Installation Reminder
If you haven’t installed piblin-jax yet, see the Installation guide.
Quick install:
pip install piblin-jax
Your First piblin-jax Program
Let’s create a simple program that loads data, applies transformations, and visualizes the results.
Loading Data
piblin-jax provides several ways to create and load data:
import piblin_jax
import numpy as np
# Create a 1D dataset from arrays
from piblin_jax.data import OneDimensionalDataset
x = np.linspace(0, 10, 100)
y = np.sin(x) + 0.1 * np.random.randn(100) # Noisy sine wave
dataset = OneDimensionalDataset(x=x, y=y)

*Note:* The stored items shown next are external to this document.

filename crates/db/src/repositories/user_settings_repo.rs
//! Repository for the `user_settings` table.

use campusgig_core::settings::SettingType;
use campusgig_core::types::UserId;
use sqlx::PgPool;

use crate::models::settings::UserSetting;

const COLUMNS: &str = "id, user_id, setting_type, document, created_at, updated_at";

/// One JSON document per `(user, setting type)` pair.
pub struct UserSettingsRepo;

impl UserSettingsRepo {
    /// Load the document for a user and setting type, if one was saved.
    pub async fn load(
        pool: &PgPool,
        user_id: UserId,
        setting_type: SettingType,
    ) -> Result<Option<UserSetting>, sqlx::Error> {
        let query = format!(
            "SELECT {COLUMNS} FROM user_settings \
             WHERE user_id = $1 AND setting_type = $2"
        );
        sqlx::query_as::<_, UserSetting>(&query)
            .bind(user_id)
            .bind(setting_type.as_str())
            .fetch_optional(pool)
            .await
    }

    /// Insert or replace the document for a user and setting type.
    ///
    /// Uses `INSERT ... ON CONFLICT (user_id, setting_type) DO UPDATE` to
    /// upsert in a single round-trip.
    pub async fn upsert(
        pool: &PgPool,
        user_id: UserId,
        setting_type: SettingType,
        document: &serde_json::Value,
    ) -> Result<UserSetting, sqlx::Error> {
        let query = format!(
            "INSERT INTO user_settings (user_id, setting_type, document) \
             VALUES ($1, $2, $3) \
             ON CONFLICT (user_id, setting_type) DO UPDATE SET \
                document = EXCLUDED.document, \
                updated_at = NOW() \
             RETURNING {COLUMNS}"
        );
        sqlx::query_as::<_, UserSetting>(&query)
            .bind(user_id)
            .bind(setting_type.as_str())
            .bind(document)
            .fetch_one(pool)
            .await
    }
}
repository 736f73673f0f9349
//! User settings document model.

use campusgig_core::types::{DbId, Timestamp, UserId};
use serde::Serialize;
use sqlx::FromRow;

/// A row from the `user_settings` table.
#[derive(Debug, Clone, FromRow, Serialize)]
pub struct UserSetting {
    pub id: DbId,
    pub user_id: UserId,
    pub setting_type: String,
    pub document: serde_json::Value,
    pub created_at: Timestamp,
    pub updated_at: Timestamp,
}
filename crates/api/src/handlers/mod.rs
pub mod notification;
pub mod settings;
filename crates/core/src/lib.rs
//! Domain types and pure logic for CampusGig notifications.
//!
//! Nothing in this crate performs I/O. The dispatcher in `campusgig-notify`
//! and the HTTP layer in `campusgig-api` build on these types.

pub mod channels;
pub mod dispatch;
pub mod error;
pub mod notification_type;
pub mod preferences;
pub mod settings;
pub mod types;
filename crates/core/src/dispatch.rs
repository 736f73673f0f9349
//! Value types exchanged with the notification dispatcher.

use std::fmt;

use serde::{Deserialize, Serialize};

use crate::types::UserId;

/// Ledger status of a freshly inserted row.
pub const STATUS_QUEUED: &str = "queued";

/// Ledger status after the channel sender confirmed delivery.
pub const STATUS_SENT: &str = "sent";

/// Contact details of the current user, recomputed for every dispatch.
#[derive(Debug, Clone, Default, PartialEq, Eq)]
pub struct ContactInfo {
    pub user_id: Option<UserId>,
    pub email: Option<String>,
    pub phone: Option<String>,
}

/// Caller overrides for the message content. Unset fields fall back to the
/// notification type's templates.
#[derive(Debug, Clone, Default, PartialEq, Eq)]
pub struct DispatchOptions {
    pub subject: Option<String>,
    pub message: Option<String>,
}

impl DispatchOptions {
    pub fn with_subject(mut self, subject: impl Into<String>) -> Self {
        self.subject = Some(subject.into());
        self
    }

    pub fn with_message(mut self, message: impl Into<String>) -> Self {
        self.message = Some(message.into());
        self
    }
}

/// Why a single channel of a dispatch did not succeed.
#[derive(Debug, Clone, Copy, PartialEq, Eq, Serialize, Deserialize)]
#[serde(rename_all = "kebab-case")]
pub enum FailureReason {
    /// `email` was requested but the user has no email address.
    NoEmail,
    /// `sms` was requested but the user has no phone number.
    NoPhone,
    /// The ledger row could not be created; nothing was sent.
    DbInsertFailed,
    /// The sender answered with a failure.
    SendFailed,
    /// The sender could not be reached.
    SendError,
    /// The requested channel name is not recognised.
    ChannelUnknown,
}

impl FailureReason {
    pub fn as_str(self) -> &'static str {
        match self {
            FailureReason::NoEmail => "no-email",
            FailureReason::NoPhone => "no-phone",
            FailureReason::DbInsertFailed => "db-insert-failed",
            FailureReason::SendFailed => "send-failed",
            FailureReason::SendError => "send-error",
            FailureReason::ChannelUnknown => "channel-unknown",
        }
    }
}

impl fmt::Display for FailureReason {
    fn fmt(&self, f: &mut fmt::Formatter<'_>) -> fmt::Result {
        f.write_str(self.as_str())
    }
}

/// Outcome of one requested channel within a dispatch.
#[derive(Debug, Clone, PartialEq, Serialize, Deserialize)]
pub struct ChannelOutcome {
    /// The channel exactly as requested, including unrecognised names.
    pub channel: String,
    pub ok: bool,
    #[serde(default, skip_serializing_if = "Option::is_none")]
    pub reason: Option<FailureReason>,
    #[serde(default, skip_serializing_if = "Option::is_none")]
    pub details: Option<serde_json::Value>,
}

impl ChannelOutcome {
    pub fn sent(channel: impl Into<String>) -> Self {
        Self {
            channel: channel.into(),
            ok: true,
            reason: None,
            details: None,
        }
    }

    pub fn failed(channel: impl Into<String>, reason: FailureReason) -> Self {
        Self {
            channel: channel.into(),
            ok: false,
            reason: Some(reason),
            details: None,
        }
    }

    pub fn with_details(mut self, details: Option<serde_json::Value>) -> Self {
        self.details = details;
        self
    }
}

#[cfg(test)]
mod tests {
    use serde_json::json;

    use super::*;

    #[test]
    fn successful_outcome_omits_reason_and_details() {
        let json = serde_json::to_value(ChannelOutcome::sent("email")).unwrap();
        assert_eq!(json, json!({ "channel": "email", "ok": true }));
    }

    #[test]
    fn failure_reason_uses_kebab_case() {
        let outcome = ChannelOutcome::failed("sms", FailureReason::DbInsertFailed);
        let json = serde_json::to_value(outcome).unwrap();
        assert_eq!(json["reason"], "db-insert-failed");
    }

    #[test]
    fn reason_display_matches_serde() {
        for reason in [
            FailureReason::NoEmail,
            FailureReason::NoPhone,
            FailureReason::DbInsertFailed,
            FailureReason::SendFailed,
            FailureReason::SendError,
            FailureReason::ChannelUnknown,
        ] {
            assert_eq!(
                serde_json::to_value(reason).unwrap(),
                json!(reason.to_string())
            );
        }
    }
}
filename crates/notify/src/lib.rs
//! CampusGig notification dispatch.
//!
//! This crate turns a logical notification into per-channel deliveries:
//!
//! - [`NotificationDispatcher`] -- the core loop: contact resolution, one
//!   ledger row per channel, sender invocation, ledger reconciliation.
//! - [`contact`] -- resolves the current user's email and phone.
//! - [`delivery`] -- outbound channel senders (HTTP endpoints, SMTP).
//! - [`ledger`], [`settings`], [`identity`] -- collaborator traits with
//!   PostgreSQL-backed implementations where applicable.
//! - [`memory`] -- in-process store implementations for tests and local runs.

pub mod config;
pub mod contact;
pub mod delivery;
pub mod dispatcher;
pub mod error;
pub mod identity;
pub mod ledger;
pub mod memory;
pub mod settings;

pub use config::DeliveryConfig;
pub use delivery::{ChannelSender, OutboundMessage, SendError};
pub use dispatcher::NotificationDispatcher;
pub use error::{IdentityError, StoreError};
pub use identity::{Identity, IdentityProvider};
pub use ledger::{NotificationLedger, PgNotificationLedger};
pub use settings::{PgSettingsStore, SettingsStore};
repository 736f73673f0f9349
//! Authentication primitives.
//!
//! - [`jwt`] -- JWT access-token generation and validation.

pub mod jwt;
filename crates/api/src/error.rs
use axum::http::StatusCode;
use axum::response::{IntoResponse, Response};
use campusgig_core::error::CoreError;
use campusgig_notify::StoreError;
use serde_json::json;

/// Application-level error type for HTTP handlers.
///
/// Wraps [`CoreError`] for domain errors and adds HTTP-specific variants.
/// Implements [`IntoResponse`] to produce consistent JSON error responses.
#[derive(Debug, thiserror::Error)]
pub enum AppError {
    /// A domain-level error from `campusgig_core`.
    #[error(transparent)]
    Core(#[from] CoreError),

    /// A database error from sqlx.
    #[error("Database error: {0}")]
    Database(#[from] sqlx::Error),

    /// A settings store or ledger failure.
    #[error(transparent)]
    Store(#[from] StoreError),

    /// Request payload failed `validator` checks.
    #[error("Validation failed: {0}")]
    Validation(#[from] validator::ValidationErrors),

    /// A bad request with a human-readable message.
    #[error("Bad request: {0}")]
    BadRequest(String),
}

/// Convenience type alias for handler return values.
pub type AppResult<T> = Result<T, AppError>;

impl IntoResponse for AppError {
    fn into_response(self) -> Response {
        let (status, code, message) = match &self {
            // --- CoreError variants ---
            AppError::Core(core) => match core {
                CoreError::NotFound { entity, id } => (
                    StatusCode::NOT_FOUND,
                    "NOT_FOUND",
                    format!("{entity} with id {id} not found"),
                ),
                CoreError::Validation(msg) => {
                    (StatusCode::BAD_REQUEST, "VALIDATION_ERROR", msg.clone())
                }
                CoreError::Unauthorized(msg) => {
                    (StatusCode::UNAUTHORIZED, "UNAUTHORIZED", msg.clone())
                }
            },

            // --- Persistence errors ---
            AppError::Database(err) => classify_sqlx_error(err),
            AppError::Store(StoreError::Database(err)) => classify_sqlx_error(err),
            AppError::Store(other) => {
                tracing::error!(error = %other, "Store error");
                internal()
            }

            // --- HTTP-specific errors ---
            AppError::Validation(errors) => (
                StatusCode::BAD_REQUEST,
                "VALIDATION_ERROR",
                errors.to_string(),
            ),
            AppError::BadRequest(msg) => (StatusCode::BAD_REQUEST, "BAD_REQUEST", msg.clone()),
        };

        let body = json!({
            "error": message,
            "code": code,
        });

        (status, axum::Json(body)).into_response()
    }
}

fn internal() -> (StatusCode, &'static str, String) {
    (
        StatusCode::INTERNAL_SERVER_ERROR,
        "INTERNAL_ERROR",
        "An internal error occurred".to_string(),
    )
}

/// Classify a sqlx error into an HTTP status, error code, and message.
///
/// - `RowNotFound` maps to 404.
/// - Unique constraint violations (constraint name starting with `uq_`) map to 409.
/// - Everything else maps to 500 with a sanitized message.
fn classify_sqlx_error(err: &sqlx::Error) -> (StatusCode, &'static str, String) {
    match err {
        sqlx::Error::RowNotFound => (
            StatusCode::NOT_FOUND,
            "NOT_FOUND",
            "Resource not found".to_string(),
        ),
        sqlx::Error::Database(db_err) => {
            // PostgreSQL unique constraint violation: error code 23505
            if db_err.code().as_deref() == Some("23505") {
                let constraint = db_err.constraint().unwrap_or("unknown");
                if constraint.starts_with("uq_") {
                    return (
                        StatusCode::CONFLICT,
                        "CONFLICT",
                        format!("Duplicate value violates unique constraint: {constraint}"),
                    );
                }
            }
            tracing::error!(error = %db_err, "Database error");
            internal()
        }
        other => {
            tracing::error!(error = %other, "Database error");
            internal()
        }
    }
}
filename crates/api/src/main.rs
use std::net::SocketAddr;
use std::sync::Arc;
use std::time::Duration;

use axum::http::header::{AUTHORIZATION, CONTENT_TYPE};
use axum::http::{HeaderName, Method, StatusCode};
use axum::Router;
use tower_http::catch_panic::CatchPanicLayer;
use tower_http::cors::CorsLayer;
use tower_http::request_id::{MakeRequestUuid, PropagateRequestIdLayer, SetRequestIdLayer};
use tower_http::timeout::TimeoutLayer;
use tower_http::trace::{DefaultMakeSpan, DefaultOnResponse, TraceLayer};
use tracing::Level;
use tracing_subscriber::{layer::SubscriberExt, util::SubscriberInitExt};

use campusgig_api::config::ServerConfig;
use campusgig_api::routes;
use campusgig_api::state::AppState;
use campusgig_notify::{NotificationDispatcher, PgNotificationLedger, PgSettingsStore};

#[tokio::main]
async fn main() {
    dotenvy::dotenv().ok();

    // --- Tracing ---
    tracing_subscriber::registry()
        .with(
            tracing_subscriber::EnvFilter::try_from_default_env().unwrap_or_else(|_| {
                "campusgig_api=debug,campusgig_notify=debug,tower_http=debug".into()
            }),
        )
        .with(tracing_subscriber::fmt::layer())
        .init();

    // --- Configuration ---
    let config = ServerConfig::from_env();
    tracing::info!(host = %config.host, port = %config.port, "Loaded server configuration");

    // --- Database ---
    let database_url = std::env::var("DATABASE_URL").expect("DATABASE_URL must be set");

    let pool = campusgig_db::create_pool(&database_url)
        .await
        .expect("Failed to connect to database");
    tracing::info!("Database connection pool created");

    campusgig_db::health_check(&pool)
        .await
        .expect("Database health check failed");
    tracing::info!("Database health check passed");

    campusgig_db::run_migrations(&pool)
        .await
        .expect("Failed to run database migrations");
    tracing::info!("Database migrations applied");

    // --- Channel senders ---
    let senders = config
        .delivery
        .build_senders()
        .expect("Failed to build channel senders");
    tracing::info!(
        email_endpoint = config.delivery.email_endpoint.is_some(),
        sms_endpoint = config.delivery.sms_endpoint.is_some(),
        smtp = config.delivery.smtp.is_some(),
        "Channel senders configured"
    );

    // --- Dispatcher ---
    let dispatcher = Arc::new(NotificationDispatcher::new(
        Arc::new(PgSettingsStore::new(pool.clone())),
        Arc::new(PgNotificationLedger::new(pool.clone())),
        senders.email,
        senders.sms,
    ));

    // --- CORS ---
    let cors = build_cors_layer(&config);

    // --- App state ---
    let state = AppState {
        pool,
        config: Arc::new(config.clone()),
        dispatcher,
    };

    // --- Request ID header name ---
    let request_id_header = HeaderName::from_static("x-request-id");

    // --- Router ---
    let app = Router::new()
        // Health check at root level (not under /api/v1).
        .merge(routes::health::router())
        .nest("/api/v1", routes::api_routes())
        // -- Middleware stack (applied bottom-up) --
        .layer(CatchPanicLayer::new())
        .layer(TimeoutLayer::with_status_code(
            StatusCode::REQUEST_TIMEOUT,
            Duration::from_secs(config.request_timeout_secs),
        ))
        .layer(PropagateRequestIdLayer::new(request_id_header.clone()))
        .layer(
            TraceLayer::new_for_http()
                .make_span_with(DefaultMakeSpan::new().level(Level::INFO))
                .on_response(DefaultOnResponse::new().level(Level::INFO)),
        )
        .layer(SetRequestIdLayer::new(request_id_header, MakeRequestUuid))
        .layer(cors)
        .with_state(state);

    // --- Start server ---
    let addr = SocketAddr::new(
        config.host.parse().expect("Invalid HOST address"),
        config.port,
    );
    tracing::info!(%addr, "Starting server");

    let listener = tokio::net::TcpListener::bind(addr)
        .await
        .expect("Failed to bind to address");

    axum::serve(listener, app)
        .with_graceful_shutdown(shutdown_signal())
        .await
        .expect("Server error");

    tracing::info!("Graceful shutdown complete");
}

/// Wait for SIGINT or SIGTERM.
async fn shutdown_signal() {
    let ctrl_c = async {
        tokio::signal::ctrl_c()
            .await
            .expect("Failed to install Ctrl-C handler");
    };

    #[cfg(unix)]
    let terminate = async {
        tokio::signal::unix::signal(tokio::signal::unix::SignalKind::terminate())
            .expect("Failed to install SIGTERM handler")
            .recv()
            .await;
    };

    #[cfg(not(unix))]
    let terminate = std::future::pending::<()>();

    tokio::select! {
        () = ctrl_c => {
            tracing::info!("Received SIGINT (Ctrl-C), starting graceful shutdown");
        }
        () = terminate => {
            tracing::info!("Received SIGTERM, starting graceful shutdown");
        }
    }
}

/// Build the CORS middleware layer from server configuration.
///
/// Panics at startup if any configured origin is invalid.
fn build_cors_layer(config: &ServerConfig) -> CorsLayer {
    let origins: Vec<_> = config
        .cors_origins
        .iter()
        .map(|o| {
            o.parse()
                .unwrap_or_else(|e| panic!("Invalid CORS origin '{o}': {e}"))
        })
        .collect();

    CorsLayer::new()
        .allow_origin(origins)
        .allow_methods([Method::GET, Method::POST, Method::PUT])
        .allow_headers([CONTENT_TYPE, AUTHORIZATION])
        .allow_credentials(true)
        .max_age(Duration::from_secs(3600))
}
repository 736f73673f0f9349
//! Setting document kinds stored per user.

use std::fmt;
use std::str::FromStr;

use serde::{Deserialize, Serialize};

/// Field in `client_settings` holding the client's phone number.
pub const CLIENT_CONTACT_PHONE_FIELD: &str = "contactPhone";

/// Field in `student_profile` holding the student's phone number.
pub const STUDENT_PHONE_FIELD: &str = "phone";

/// The role-specific document a settings row holds. One document exists per
/// `(user, setting type)` pair.
#[derive(Debug, Clone, Copy, PartialEq, Eq, Hash, Serialize, Deserialize)]
#[serde(rename_all = "snake_case")]
pub enum SettingType {
    ClientSettings,
    StudentSettings,
    StudentProfile,
}

impl SettingType {
    pub const ALL: [SettingType; 3] = [
        SettingType::ClientSettings,
        SettingType::StudentSettings,
        SettingType::StudentProfile,
    ];

    /// Documents searched for saved notification preferences, in order.
    pub const PREFERENCE_SOURCES: [SettingType; 2] =
        [SettingType::ClientSettings, SettingType::StudentSettings];

    pub fn as_str(self) -> &'static str {
        match self {
            SettingType::ClientSettings => "client_settings",
            SettingType::StudentSettings => "student_settings",
            SettingType::StudentProfile => "student_profile",
        }
    }
}

impl fmt::Display for SettingType {
    fn fmt(&self, f: &mut fmt::Formatter<'_>) -> fmt::Result {
        f.write_str(self.as_str())
    }
}

#[derive(Debug, Clone, PartialEq, Eq, thiserror::Error)]
#[error("unknown setting type: {0}")]
pub struct UnknownSettingType(pub String);

impl FromStr for SettingType {
    type Err = UnknownSettingType;

    fn from_str(s: &str) -> Result<Self, Self::Err> {
        SettingType::ALL
            .into_iter()
            .find(|t| t.as_str() == s)
            .ok_or_else(|| UnknownSettingType(s.to_string()))
    }
}

#[cfg(test)]
mod tests {
    use super::*;

    #[test]
    fn round_trips_through_str() {
        for t in SettingType::ALL {
            assert_eq!(t.as_str().parse::<SettingType>(), Ok(t));
        }
    }

    #[test]
    fn rejects_unknown() {
        assert!("admin_settings".parse::<SettingType>().is_err());
    }
}
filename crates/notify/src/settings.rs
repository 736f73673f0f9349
//! Settings store collaborator.

use async_trait::async_trait;
use campusgig_core::settings::SettingType;
use campusgig_core::types::UserId;
use campusgig_db::repositories::UserSettingsRepo;
use campusgig_db::DbPool;
use serde_json::Value;

use crate::error::StoreError;

/// Per-user, per-setting-type JSON documents.
#[async_trait]
pub trait SettingsStore: Send + Sync {
    /// Load a document; `Ok(None)` when nothing was saved.
    async fn load(
        &self,
        setting_type: SettingType,
        user_id: UserId,
    ) -> Result<Option<Value>, StoreError>;

    /// Save (insert or replace) a document.
    async fn save(
        &self,
        setting_type: SettingType,
        user_id: UserId,
        document: &Value,
    ) -> Result<(), StoreError>;
}

/// [`SettingsStore`] backed by the `user_settings` table.
#[derive(Clone)]
pub struct PgSettingsStore {
    pool: DbPool,
}

impl PgSettingsStore {
    pub fn new(pool: DbPool) -> Self {
        Self { pool }
    }
}

#[async_trait]
impl SettingsStore for PgSettingsStore {
    async fn load(
        &self,
        setting_type: SettingType,
        user_id: UserId,
    ) -> Result<Option<Value>, StoreError> {
        let row = UserSettingsRepo::load(&self.pool, user_id, setting_type).await?;
        Ok(row.map(|r| r.document))
    }

    async fn save(
        &self,
        setting_type: SettingType,
        user_id: UserId,
        document: &Value,
    ) -> Result<(), StoreError> {
        UserSettingsRepo::upsert(&self.pool, user_id, setting_type, document).await?;
        Ok(())
    }
}
//! Shared response envelope types for API handlers.

use serde::Serialize;

/// Standard `{ "data": T }` response envelope.
///
/// ```ignore
/// Ok(Json(DataResponse { data: outcomes }))
/// ```
#[derive(Debug, Serialize)]
pub struct DataResponse<T: Serialize> {
    pub data: T,
}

Alternatively, load from a file:
# Load from CSV file
dataset = piblin_jax.read_file('experiment.csv')
Applying Transformations
piblin-jax provides a rich set of transformations for data processing:
from piblin_jax.transform import GaussianSmoothing, Normalization
# Smooth the data
smoother = GaussianSmoothing(sigma=2.0)
smoothed = smoother.apply_to(dataset)
# Normalize the smoothed data
normalizer = Normalization(method='minmax')
normalized = normalizer.apply_to(smoothed)
Building a Pipeline
For multiple transformations, use a pipeline:
from piblin_jax.transform import Pipeline, GaussianSmoothing, Normalization
pipeline = Pipeline([
GaussianSmoothing(sigma=2.0),
Normalization(method='minmax')
])
result = pipeline.apply_to(dataset)
Pipelines are reusable and can be applied to multiple datasets:
dataset1 = piblin_jax.read_file('experiment1.csv')
dataset2 = piblin_jax.read_file('experiment2.csv')
result1 = pipeline.apply_to(dataset1)
result2 = pipeline.apply_to(dataset2)
Visualization
piblin-jax datasets have built-in visualization capabilities:
import matplotlib.pyplot as plt
# Simple visualization
dataset.visualize()
plt.show()
# More control
fig, ax = plt.subplots()
dataset.visualize(ax=ax, label='Original')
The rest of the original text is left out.